そして今回、「FinePix X100」のコンセプトを継承しつつ、新たにレンズ交換に対応した上位製品として「FUJIFILM X-Pro1」を発売した。レンズマウントには新開発の「Xマウント」を採用し、広角と標準、中望遠という3本の交換レンズも同時に発売になった。
いちばんの注目は、「X-Trans CMOS」と呼ぶ新型の撮像素子を搭載したこと。これまでの一般的な撮像素子は、色を識別するためのカラーフィルターを2×2画素を1単位として規則正しく配置していたが、この新センサーは6×6画素単位という独自のフィルター配列を採用。これによってモアレや偽色の発生を抑えながらも、ローパスフィルターを省くことに成功している。

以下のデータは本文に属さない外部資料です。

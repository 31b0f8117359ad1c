//! Events emitted with the `tracing` feature enabled.

use std::fmt;
use std::sync::{Arc, Mutex};

use exception_or::{capture, Failure, MethodTable, MultiException, Safe};
use tracing::field::{Field, Visit};
use tracing::span::{Attributes, Id, Record};
use tracing::{Event, Level, Metadata, Subscriber};

#[derive(Debug, Clone, PartialEq)]
struct Recorded {
    level: Level,
    message: String,
    fields: Vec<(&'static str, String)>,
}

impl Recorded {
    fn field(&self, name: &str) -> Option<&str> {
        self.fields.iter().find(|(field, _)| *field == name).map(|(_, value)| value.as_str())
    }
}

#[derive(Clone, Default)]
struct Recorder {
    events: Arc<Mutex<Vec<Recorded>>>,
}

impl Recorder {
    fn record<R>(&self, f: impl FnOnce() -> R) -> (R, Vec<Recorded>) {
        let output = tracing::subscriber::with_default(self.clone(), f);
        let events = self.events.lock().unwrap().clone();
        (output, events)
    }
}

#[derive(Default)]
struct FieldVisitor {
    message: String,
    fields: Vec<(&'static str, String)>,
}

impl Visit for FieldVisitor {
    fn record_str(&mut self, field: &Field, value: &str) {
        self.fields.push((field.name(), value.to_owned()));
    }

    fn record_debug(&mut self, field: &Field, value: &dyn fmt::Debug) {
        if field.name() == "message" {
            self.message = format!("{value:?}");
        } else {
            self.fields.push((field.name(), format!("{value:?}")));
        }
    }
}

impl Subscriber for Recorder {
    fn enabled(&self, _: &Metadata<'_>) -> bool {
        true
    }

    fn new_span(&self, _: &Attributes<'_>) -> Id {
        Id::from_u64(1)
    }

    fn record(&self, _: &Id, _: &Record<'_>) {}

    fn record_follows_from(&self, _: &Id, _: &Id) {}

    fn event(&self, event: &Event<'_>) {
        let mut visitor = FieldVisitor::default();
        event.record(&mut visitor);
        self.events.lock().unwrap().push(Recorded {
            level: *event.metadata().level(),
            message: visitor.message,
            fields: visitor.fields,
        });
    }

    fn enter(&self, _: &Id) {}

    fn exit(&self, _: &Id) {}
}

#[test]
fn successful_capture_emits_a_trace_event() {
    let (result, events) = Recorder::default().record(|| capture(|| "12".parse::<i32>()));

    assert!(result.has_succeeded());
    assert_eq!(events.len(), 1);
    assert_eq!(events[0].level, Level::TRACE);
    assert_eq!(events[0].message, "wrapped call succeeded");
}

#[test]
fn captured_failure_emits_a_debug_event_with_its_kind() {
    let (result, events) =
        Recorder::default().record(|| capture(|| Err::<(), _>(Failure::argument("too young"))));

    assert!(result.has_failed());
    let event = events.iter().find(|e| e.message == "captured failure").unwrap();
    assert_eq!(event.level, Level::DEBUG);
    assert_eq!(event.field("kind"), Some("ArgumentError"));
    assert_eq!(event.field("error"), Some("too young"));
}

#[test]
fn captured_panic_is_reported_before_the_failure() {
    let (result, events) =
        Recorder::default().record(|| capture(|| -> Result<(), Failure> { panic!("boom") }));

    assert!(result.has_failed());
    let messages: Vec<_> = events.iter().map(|e| e.message.as_str()).collect();
    assert_eq!(messages, ["captured panic", "captured failure"]);
}

#[test]
fn dispatch_miss_emits_a_debug_event_naming_the_method() {
    let table: MethodTable<Vec<i32>, (), usize> =
        MethodTable::new().register("len", |v: &Vec<i32>, ()| Ok::<_, Failure>(v.len()));
    let numbers = vec![1, 2, 3];

    let (result, events) =
        Recorder::default().record(|| Safe::wrapper(&numbers).dispatch(&table, "sum", ()));

    assert!(result.is_err());
    assert_eq!(events.len(), 1);
    assert_eq!(events[0].level, Level::DEBUG);
    assert_eq!(events[0].message, "dispatch to undeclared method");
    assert_eq!(events[0].field("method"), Some("sum"));
}

#[test]
fn finish_emits_the_combined_message() {
    let (combined, events) = Recorder::default().record(|| {
        let mut errors = MultiException::new();
        errors.add(Failure::argument("Too young"));
        errors.add(Failure::argument("0 or negative age not supported"));
        errors.finish()
    });

    assert!(combined.is_some());
    assert_eq!(events.len(), 1);
    assert_eq!(events[0].message, "signalling aggregated failure");
    assert_eq!(events[0].field("count"), Some("2"));
    assert_eq!(
        events[0].field("combined"),
        Some("Too young; 0 or negative age not supported")
    );
}

#[test]
fn empty_aggregator_stays_silent() {
    let (combined, events) = Recorder::default().record(|| MultiException::new().finish());

    assert!(combined.is_none());
    assert!(events.is_empty());
}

その結果、レンズの光学性能をフルに生かした高精細な画像を実現した。
実写でも、クリアで切れ味の鋭い画質を確認できた。下のインコの写真では、羽の部分にわずかにモアレが生じているものの、細部までくっきりと描写する解像感の高さには目を見張る。撮像素子のサイズはAPS-Cフィルムサイズで、有効画素数は1630万画素。このスペック自体は標準的だが、得られる画質は標準以上である。
高感度の画質のよさにも好印象を受けた。感度はISO200〜6400となり、拡張設定としてISO100/12800/25600にも対応。高感度ノイズは、ISO800まではほとんど気にならず、ISO1600を超えるあたりから少々ざらつきが見られるが、それでも汚いという感じにはならない。ほかのデジカメにありがちなノイズリダクション処理による解像感の低下も見られず、ISO200〜6400のすべての感度が実用的といっていい。
筆者はふだんからどんなデジカメを使う場合でも、高画質で記録したいため、動きのある被写体以外ではできるだけ最低感度、または+1段程度の感度を選ぶようにしている。そのため手ブレ対策には非常に神経を使う。だがX-Pro1なら、ISO800やISO1600も積極的に利用したいと感じた。なお、このレビューに使用したのは試作機である。